Panting, she raced further. Was that the
sound of footsteps following her? She couldn't stop to find out.
Fearful that it was, Megan risked a backward glance over her
shoulder...and ran straight into something hard, immovable, and
undeniably human at her front.

She shrieked, and a pair of warm strong arms
closed tight around her. She'd escaped one
bandito
, only to
be captured by another of his cohorts? Screaming, Megan struggled
against her captor's iron grip. His hand clapped over her mouth,
sealing off her screams. Seconds later, she felt herself being
lifted and carried to the alleyway's darkest corner.

Her backside met cold adobe bricks. At her
front, the new
bandito
pressed his body against hers with
undeniable intent. His rapid-fire speech flowed over her, sounding
hoarse and oddly familiar.

"Meg?
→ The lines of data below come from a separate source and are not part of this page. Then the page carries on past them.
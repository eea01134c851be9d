//! Append-only audit trail of gate decisions.
//!
//! Every message is redacted before it reaches disk. Entries are JSON lines
//! appended with a single write each; when the file grows past the size
//! threshold it is renamed to a single `.1` backup slot first.
//!
//! Appends take no lock. Rotation is serialized across processes through an
//! exclusive lock on a `.lock` sibling, and the size is checked again under
//! that lock so only one writer rotates a given file.

mod redact;

use std::fs::{self, OpenOptions};
use std::io::{self, Write as _};
use std::path::{Path, PathBuf};

use anyhow::Context as _;
use chrono::{DateTime, Utc};
use fs2::FileExt;
use serde::{Deserialize, Serialize};

pub use redact::{REDACTION_MARKER, Redactor};

/// Default rotation threshold for the audit log.
pub const DEFAULT_MAX_LOG_BYTES: u64 = 5 * 1024 * 1024;

#[derive(Debug, Clone, Copy, PartialEq, Eq, Serialize, Deserialize)]
#[serde(rename_all = "lowercase")]
pub enum AuditLevel {
    Info,
    Warn,
    Security,
}

/// A single persisted audit record. `message` is already redacted.
#[derive(Debug, Clone, PartialEq, Eq, Serialize, Deserialize)]
pub struct AuditEntry {
    pub timestamp: DateTime<Utc>,
    pub level: AuditLevel,
    pub message: String,
}

pub struct AuditLog {
    path: PathBuf,
    max_bytes: u64,
    redactor: Redactor,
}

impl AuditLog {
    pub fn new(path: impl Into<PathBuf>, max_bytes: u64, redactor: Redactor) -> Self {
        Self {
            path: path.into(),
            max_bytes,
            redactor,
        }
    }

    pub fn path(&self) -> &Path {
        &self.path
    }

    /// The single rotation slot, e.g. `audit.log.1`.
    pub fn backup_path(&self) -> PathBuf {
        sibling(&self.path, ".1")
    }

    /// Held while rotating, e.g. `audit.log.lock`.
    pub fn lock_path(&self) -> PathBuf {
        sibling(&self.path, ".lock")
    }

    pub fn redactor(&self) -> &Redactor {
        &self.redactor
    }

    /// Record `message`. Failures are reported through tracing and never
    /// reach the caller.
    pub fn log(&self, level: AuditLevel, message: &str) {
        if let Err(e) = self.try_log(level, message) {
            tracing::error!(path = %self.path.display(), "Failed to write audit entry: {e:#}");
        }
    }

    fn try_log(&self, level: AuditLevel, message: &str) -> anyhow::Result<()> {
        let entry = AuditEntry {
            timestamp: Utc::now(),
            level,
            message: self.redactor.redact(message).into_owned(),
        };
        let mut line = serde_json::to_string(&entry).context("Failed to serialize audit entry")?;
        line.push('\n');

        ensure_parent_dir(&self.path)?;
        self.rotate_if_needed()?;

        let mut file = OpenOptions::new()
            .create(true)
            .append(true)
            .open(&self.path)
            .with_context(|| format!("Failed to open {}", self.path.display()))?;
        file.write_all(line.as_bytes())
            .with_context(|| format!("Failed to append to {}", self.path.display()))?;
        Ok(())
    }

    fn rotate_if_needed(&self) -> anyhow::Result<()> {
        if !self.is_full()? {
            return Ok(());
        }

        let lock_path = self.lock_path();
        let lock = OpenOptions::new()
            .create(true)
            .truncate(false)
            .write(true)
            .open(&lock_path)
            .with_context(|| format!("Failed to open {}", lock_path.display()))?;
        FileExt::lock_exclusive(&lock)
            .with_context(|| format!("Failed to lock {}", lock_path.display()))?;
        let rotated = self.rotate_locked();
        if let Err(e) = FileExt::unlock(&lock) {
            tracing::debug!(path = %lock_path.display(), "Failed to release rotation lock: {e}");
        }
        rotated
    }

    /// Rename the log to the backup slot if it is still over the threshold.
    /// Another writer may have rotated while this one waited for the lock.
    fn rotate_locked(&self) -> anyhow::Result<()> {
        if !self.is_full()? {
            return Ok(());
        }

        let backup = self.backup_path();
        // rename replaces the old backup atomically.
        match fs::rename(&self.path, &backup) {
            Ok(()) => {
                tracing::debug!(backup = %backup.display(), "Rotated audit log");
                Ok(())
            }
            Err(e) if e.kind() == io::ErrorKind::NotFound => Ok(()),
            Err(e) => Err(e).with_context(|| {
                format!(
                    "Failed to rotate {} to {}",
                    self.path.display(),
                    backup.display()
                )
            }),
        }
    }

    fn is_full(&self) -> anyhow::Result<bool> {
        match fs::metadata(&self.path) {
            Ok(meta) => Ok(meta.len() >= self.max_bytes),
            Err(e) if e.kind() == io::ErrorKind::NotFound => Ok(false),
            Err(e) => Err(e).with_context(|| format!("Failed to stat {}", self.path.display())),
        }
    }
}

fn sibling(path: &Path, suffix: &str) -> PathBuf {
    let mut name = path
        .file_name()
        .map(|n| n.to_os_string())
        .unwrap_or_else(|| "audit.log".into());
    name.push(suffix);
    path.with_file_name(name)
}

fn ensure_parent_dir(path: &Path) -> anyhow::Result<()> {
    if let Some(parent) = path.parent() {
        if !parent.as_os_str().is_empty() {
            fs::create_dir_all(parent)
                .with_context(|| format!("Failed to create audit directory: {}", parent.display()))?;
        }
    }
    Ok(())
}

/// Read back every entry of a log file. Lines that fail to parse are skipped.
pub fn read_entries(path: &Path) -> anyhow::Result<Vec<AuditEntry>> {
    let raw = fs::read_to_string(path).with_context(|| format!("Failed to read {}", path.display()))?;
    Ok(raw
        .lines()
        .filter_map(|line| serde_json::from_str(line).ok())
        .collect())
}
Meg?" His hands roved over her,
squeezing her shoulders, pulling her close, burying in the tangled
mess of her hair. "Christ, I heard you scream and I couldn't get
back here fast enough. What happened? Are you hurt?"

Dazed, she recognized Gabriel Winter's
soothing brogue, acknowledged the blissfully familiar warmth of his
hands stroking her hair back from her face. Whatever answer she
might have made stuck in her throat, held there by the shock of
hearing her name spoken so softly by him.

Meg, Meg
. No one had ever called her
that...and certainly not with such tenderness packed into the
words. Relief, and something more she didn't dare consider, poured
through her with all the sweetness of a
sarsaparilla
on a
hot August afternoon.

"Are you hurt?" Gabriel asked again,
stepping backward a bit to take a closer look at her. "I swear, if
you're hurt I—"

"It's nothing," she whispered, drawing her
trembling hand to her lips. Lord, but he looked wonderful, even in
the moonlight. Even in an alleyway, with a fallen
bandito
probably sneaking up behind them and danger 'round every turn. "I'm
fine now."

"You're not." His gaze seared through her.
"Any fool can see you've been weeping."

From the frustration of trying to escape
you in time
, Megan recalled, and decided to keep that
revelation to herself. She didn't want to think about that now. All
she wanted was a little more of the concern she'd heard in his
voice, a little more of the safe feeling she'd experienced upon
realizing it was Gabriel's arms that held her.

"Would you say it again?" she asked softly,
unable to resist. "Would you please call me 'Meg' again, just once?
I know I—"

His grasp stiffened, cutting short her
words. "I never called you that."

She might have slapped him, for all the
sweetness Gabriel showed her now. What was wrong with him?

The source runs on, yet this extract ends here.